■ **Record excerpts**:
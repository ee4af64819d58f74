//! Shared state for API handlers
//!
//! Everything here is immutable after startup: the decoded reference
//! overlay, its pre-encoded PNG form, and the server settings. Each
//! compose request works on its own copies, so concurrent requests
//! never observe each other.

use std::sync::Arc;
use std::time::Instant;

use image::RgbaImage;

use crate::compositor::{self, ComposeError};
use crate::settings::ServerSettings;

/// Immutable state handed to every API handler.
pub struct SharedState {
    /// Reference overlay, decoded to RGBA once at startup
    pub overlay: RgbaImage,
    /// Reference overlay pre-encoded as PNG, for the preview endpoint
    pub overlay_png: Vec<u8>,
    /// Server settings
    pub settings: ServerSettings,
    /// Startup instant, for the status endpoint
    started: Instant,
}

/// Thread-safe handle to the shared state
pub type SharedStateHandle = Arc<SharedState>;

impl SharedState {
    /// Build the shared state from a decoded overlay image.
    ///
    /// Encodes the overlay preview eagerly so a corrupt overlay fails
    /// at startup rather than on the first preview request.
    pub fn new(overlay: RgbaImage, settings: ServerSettings) -> Result<Self, ComposeError> {
        let overlay_png = compositor::encode_png(&overlay)?;
        Ok(Self {
            overlay,
            overlay_png,
            settings,
            started: Instant::now(),
        })
    }

    pub fn uptime_seconds(&self) -> u64 {
        self.started.elapsed().as_secs()
    }
}
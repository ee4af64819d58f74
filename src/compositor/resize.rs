//! Aspect-ratio resize policy for a base/overlay image pair.
//!
//! The two unequal-ratio branches are deliberately asymmetric: when the
//! base is proportionally wider, the overlay keeps its width and
//! shrinks in height; when the overlay is proportionally wider, the
//! base is scaled to the overlay's height. A resized overlay can
//! therefore end up wider than the canvas, in which case compositing
//! clips it.

use super::ComposeError;

/// Width and height of a raster image, in pixels.
#[derive(Debug, Clone, Copy, PartialEq, Eq)]
pub struct Dimensions {
    pub width: u32,
    pub height: u32,
}

impl Dimensions {
    pub fn new(width: u32, height: u32) -> Self {
        Self { width, height }
    }

    /// Aspect ratio as width / height.
    pub fn aspect_ratio(&self) -> f64 {
        self.width as f64 / self.height as f64
    }

    fn is_degenerate(&self) -> bool {
        self.width == 0 || self.height == 0
    }
}

impl std::fmt::Display for Dimensions {
    fn fmt(&self, f: &mut std::fmt::Formatter<'_>) -> std::fmt::Result {
        write!(f, "{}x{}", self.width, self.height)
    }
}

/// Resize targets for a base/overlay pair.
///
/// At most one of the two images ever changes size; the plan records
/// the final dimensions of both.
#[derive(Debug, Clone, Copy, PartialEq, Eq)]
pub struct ResizePlan {
    /// Final base dimensions (also the output canvas size)
    pub base: Dimensions,
    /// Final overlay dimensions
    pub overlay: Dimensions,
}

impl ResizePlan {
    /// Compute the resize targets for the given input dimensions.
    ///
    /// - Equal aspect ratios: whichever image has strictly greater
    ///   width is downsized to the other's exact dimensions; equal
    ///   widths leave both untouched.
    /// - Base proportionally wider: overlay becomes
    ///   `(overlay.width, trunc(overlay.width / base_ratio))`.
    /// - Overlay proportionally wider: base becomes
    ///   `(trunc(overlay.height * base_ratio), overlay.height)`.
    ///
    /// Fails with `InvalidGeometry` if an input or a computed target
    /// has a zero dimension.
    pub fn for_pair(base: Dimensions, overlay: Dimensions) -> Result<Self, ComposeError> {
        for dims in [base, overlay] {
            if dims.is_degenerate() {
                return Err(ComposeError::InvalidGeometry {
                    width: dims.width,
                    height: dims.height,
                });
            }
        }

        let base_ratio = base.aspect_ratio();
        let overlay_ratio = overlay.aspect_ratio();

        let plan = if base_ratio == overlay_ratio {
            if base.width > overlay.width {
                Self { base: overlay, overlay }
            } else if overlay.width > base.width {
                Self { base, overlay: base }
            } else {
                Self { base, overlay }
            }
        } else if base_ratio > overlay_ratio {
            let target = Dimensions::new(
                overlay.width,
                (overlay.width as f64 / base_ratio) as u32,
            );
            Self { base, overlay: target }
        } else {
            let target = Dimensions::new(
                (overlay.height as f64 * base_ratio) as u32,
                overlay.height,
            );
            Self { base: target, overlay }
        };

        for dims in [plan.base, plan.overlay] {
            if dims.is_degenerate() {
                return Err(ComposeError::InvalidGeometry {
                    width: dims.width,
                    height: dims.height,
                });
            }
        }

        Ok(plan)
    }
}

#[cfg(test)]
mod tests {
    use super::*;

    #[test]
    fn test_equal_ratio_larger_base_downsized() {
        let plan = ResizePlan::for_pair(Dimensions::new(400, 200), Dimensions::new(200, 100))
            .unwrap();
        assert_eq!(plan.base, Dimensions::new(200, 100));
        assert_eq!(plan.overlay, Dimensions::new(200, 100));
    }

    #[test]
    fn test_equal_ratio_larger_overlay_downsized() {
        let plan = ResizePlan::for_pair(Dimensions::new(100, 100), Dimensions::new(300, 300))
            .unwrap();
        assert_eq!(plan.base, Dimensions::new(100, 100));
        assert_eq!(plan.overlay, Dimensions::new(100, 100));
    }

    #[test]
    fn test_equal_ratio_equal_width_untouched() {
        let plan = ResizePlan::for_pair(Dimensions::new(100, 100), Dimensions::new(100, 100))
            .unwrap();
        assert_eq!(plan.base, Dimensions::new(100, 100));
        assert_eq!(plan.overlay, Dimensions::new(100, 100));
    }

    #[test]
    fn test_wider_base_shrinks_overlay_height() {
        // base 200x100 (2.0) vs overlay 50x50 (1.0)
        let plan = ResizePlan::for_pair(Dimensions::new(200, 100), Dimensions::new(50, 50))
            .unwrap();
        assert_eq!(plan.base, Dimensions::new(200, 100));
        assert_eq!(plan.overlay, Dimensions::new(50, 25));
    }

    #[test]
    fn test_wider_base_truncates_overlay_height() {
        // base 300x100 (3.0) vs overlay 100x100 (1.0): 100 / 3.0 truncates to 33
        let plan = ResizePlan::for_pair(Dimensions::new(300, 100), Dimensions::new(100, 100))
            .unwrap();
        assert_eq!(plan.base, Dimensions::new(300, 100));
        assert_eq!(plan.overlay, Dimensions::new(100, 33));
    }

    #[test]
    fn test_wider_overlay_scales_base_to_overlay_height() {
        // base 100x200 (0.5) vs overlay 300x300 (1.0)
        let plan = ResizePlan::for_pair(Dimensions::new(100, 200), Dimensions::new(300, 300))
            .unwrap();
        assert_eq!(plan.base, Dimensions::new(150, 300));
        assert_eq!(plan.overlay, Dimensions::new(300, 300));
    }

    #[test]
    fn test_extreme_ratio_mismatch_rejected() {
        // base 1000x10 (100.0) vs overlay 50x100 (0.5): 50 / 100.0 truncates to 0
        let err = ResizePlan::for_pair(Dimensions::new(1000, 10), Dimensions::new(50, 100))
            .unwrap_err();
        assert!(matches!(err, ComposeError::InvalidGeometry { width: 50, height: 0 }));
    }

    #[test]
    fn test_zero_dimension_input_rejected() {
        let err = ResizePlan::for_pair(Dimensions::new(0, 100), Dimensions::new(50, 50))
            .unwrap_err();
        assert!(matches!(err, ComposeError::InvalidGeometry { width: 0, height: 100 }));
    }

    #[test]
    fn test_aspect_ratio() {
        assert_eq!(Dimensions::new(200, 100).aspect_ratio(), 2.0);
        assert_eq!(Dimensions::new(100, 100).aspect_ratio(), 1.0);
    }
}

■ **Exercise**: Your reply needs to reproduce all of the listing exactly.

■ **Task solution**:
repository ee4af64819d58f74
//! Shared state for API handlers
//!
//! Everything here is immutable after startup: the decoded reference
//! overlay, its pre-encoded PNG form, and the server settings. Each
//! compose request works on its own copies, so concurrent requests
//! never observe each other.

use std::sync::Arc;
use std::time::Instant;

use image::RgbaImage;

use crate::compositor::{self, ComposeError};
use crate::settings::ServerSettings;

/// Immutable state handed to every API handler.
pub struct SharedState {
    /// Reference overlay, decoded to RGBA once at startup
    pub overlay: RgbaImage,
    /// Reference overlay pre-encoded as PNG, for the preview endpoint
    pub overlay_png: Vec<u8>,
    /// Server settings
    pub settings: ServerSettings,
    /// Startup instant, for the status endpoint
    started: Instant,
}

/// Thread-safe handle to the shared state
pub type SharedStateHandle = Arc<SharedState>;

impl SharedState {
    /// Build the shared state from a decoded overlay image.
    ///
    /// Encodes the overlay preview eagerly so a corrupt overlay fails
    /// at startup rather than on the first preview request.
    pub fn new(overlay: RgbaImage, settings: ServerSettings) -> Result<Self, ComposeError> {
        let overlay_png = compositor::encode_png(&overlay)?;
        Ok(Self {
            overlay,
            overlay_png,
            settings,
            started: Instant::now(),
        })
    }

    pub fn uptime_seconds(&self) -> u64 {
        self.started.elapsed().as_secs()
    }
}
repository ee4af64819d58f74
filename src/compositor/resize.rs
//! Aspect-ratio resize policy for a base/overlay image pair.
//!
//! The two unequal-ratio branches are deliberately asymmetric: when the
//! base is proportionally wider, the overlay keeps its width and
//! shrinks in height; when the overlay is proportionally wider, the
//! base is scaled to the overlay's height. A resized overlay can
//! therefore end up wider than the canvas, in which case compositing
//! clips it.

use super::ComposeError;

/// Width and height of a raster image, in pixels.
#[derive(Debug, Clone, Copy, PartialEq, Eq)]
pub struct Dimensions {
    pub width: u32,
    pub height: u32,
}

impl Dimensions {
    pub fn new(width: u32, height: u32) -> Self {
        Self { width, height }
    }

    /// Aspect ratio as width / height.
    pub fn aspect_ratio(&self) -> f64 {
        self.width as f64 / self.height as f64
    }

    fn is_degenerate(&self) -> bool {
        self.width == 0 || self.height == 0
    }
}

impl std::fmt::Display for Dimensions {
    fn fmt(&self, f: &mut std::fmt::Formatter<'_>) -> std::fmt::Result {
        write!(f, "{}x{}", self.width, self.height)
    }
}

/// Resize targets for a base/overlay pair.
///
/// At most one of the two images ever changes size; the plan records
/// the final dimensions of both.
#[derive(Debug, Clone, Copy, PartialEq, Eq)]
pub struct ResizePlan {
    /// Final base dimensions (also the output canvas size)
    pub base: Dimensions,
    /// Final overlay dimensions
    pub overlay: Dimensions,
}

impl ResizePlan {
    /// Compute the resize targets for the given input dimensions.
    ///
    /// - Equal aspect ratios: whichever image has strictly greater
    ///   width is downsized to the other's exact dimensions; equal
    ///   widths leave both untouched.
    /// - Base proportionally wider: overlay becomes
    ///   `(overlay.width, trunc(overlay.width / base_ratio))`.
    /// - Overlay proportionally wider: base becomes
    ///   `(trunc(overlay.height * base_ratio), overlay.height)`.
    ///
    /// Fails with `InvalidGeometry` if an input or a computed target
    /// has a zero dimension.
    pub fn for_pair(base: Dimensions, overlay: Dimensions) -> Result<Self, ComposeError> {
        for dims in [base, overlay] {
            if dims.is_degenerate() {
                return Err(ComposeError::InvalidGeometry {
                    width: dims.width,
                    height: dims.height,
                });
            }
        }

        let base_ratio = base.aspect_ratio();
        let overlay_ratio = overlay.aspect_ratio();

        let plan = if base_ratio == overlay_ratio {
            if base.width > overlay.width {
                Self { base: overlay, overlay }
            } else if overlay.width > base.width {
                Self { base, overlay: base }
            } else {
                Self { base, overlay }
            }
        } else if base_ratio > overlay_ratio {
            let target = Dimensions::new(
                overlay.width,
                (overlay.width as f64 / base_ratio) as u32,
            );
            Self { base, overlay: target }
        } else {
            let target = Dimensions::new(
                (overlay.height as f64 * base_ratio) as u32,
                overlay.height,
            );
            Self { base: target, overlay }
        };

        for dims in [plan.base, plan.overlay] {
            if dims.is_degenerate() {
                return Err(ComposeError::InvalidGeometry {
                    width: dims.width,
                    height: dims.height,
                });
            }
        }

        Ok(plan)
    }
}

#[cfg(test)]
mod tests {
    use super::*;

    #[test]
    fn test_equal_ratio_larger_base_downsized() {
        let plan = ResizePlan::for_pair(Dimensions::new(400, 200), Dimensions::new(200, 100))
            .unwrap();
        assert_eq!(plan.base, Dimensions::new(200, 100));
        assert_eq!(plan.overlay, Dimensions::new(200, 100));
    }

    #[test]
    fn test_equal_ratio_larger_overlay_downsized() {
        let plan = ResizePlan::for_pair(Dimensions::new(100, 100), Dimensions::new(300, 300))
            .unwrap();
        assert_eq!(plan.base, Dimensions::new(100, 100));
        assert_eq!(plan.overlay, Dimensions::new(100, 100));
    }

    #[test]
    fn test_equal_ratio_equal_width_untouched() {
        let plan = ResizePlan::for_pair(Dimensions::new(100, 100), Dimensions::new(100, 100))
            .unwrap();
        assert_eq!(plan.base, Dimensions::new(100, 100));
        assert_eq!(plan.overlay, Dimensions::new(100, 100));
    }

    #[test]
    fn test_wider_base_shrinks_overlay_height() {
        // base 200x100 (2.0) vs overlay 50x50 (1.0)
        let plan = ResizePlan::for_pair(Dimensions::new(200, 100), Dimensions::new(50, 50))
            .unwrap();
        assert_eq!(plan.base, Dimensions::new(200, 100));
        assert_eq!(plan.overlay, Dimensions::new(50, 25));
    }

    #[test]
    fn test_wider_base_truncates_overlay_height() {
        // base 300x100 (3.0) vs overlay 100x100 (1.0): 100 / 3.0 truncates to 33
        let plan = ResizePlan::for_pair(Dimensions::new(300, 100), Dimensions::new(100, 100))
            .unwrap();
        assert_eq!(plan.base, Dimensions::new(300, 100));
        assert_eq!(plan.overlay, Dimensions::new(100, 33));
    }

    #[test]
    fn test_wider_overlay_scales_base_to_overlay_height() {
        // base 100x200 (0.5) vs overlay 300x300 (1.0)
        let plan = ResizePlan::for_pair(Dimensions::new(100, 200), Dimensions::new(300, 300))
            .unwrap();
        assert_eq!(plan.base, Dimensions::new(150, 300));
        assert_eq!(plan.overlay, Dimensions::new(300, 300));
    }

    #[test]
    fn test_extreme_ratio_mismatch_rejected() {
        // base 1000x10 (100.0) vs overlay 50x100 (0.5): 50 / 100.0 truncates to 0
        let err = ResizePlan::for_pair(Dimensions::new(1000, 10), Dimensions::new(50, 100))
            .unwrap_err();
        assert!(matches!(err, ComposeError::InvalidGeometry { width: 50, height: 0 }));
    }

    #[test]
    fn test_zero_dimension_input_rejected() {
        let err = ResizePlan::for_pair(Dimensions::new(0, 100), Dimensions::new(50, 50))
            .unwrap_err();
        assert!(matches!(err, ComposeError::InvalidGeometry { width: 0, height: 100 }));
    }

    #[test]
    fn test_aspect_ratio() {
        assert_eq!(Dimensions::new(200, 100).aspect_ratio(), 2.0);
        assert_eq!(Dimensions::new(100, 100).aspect_ratio(), 1.0);
    }
}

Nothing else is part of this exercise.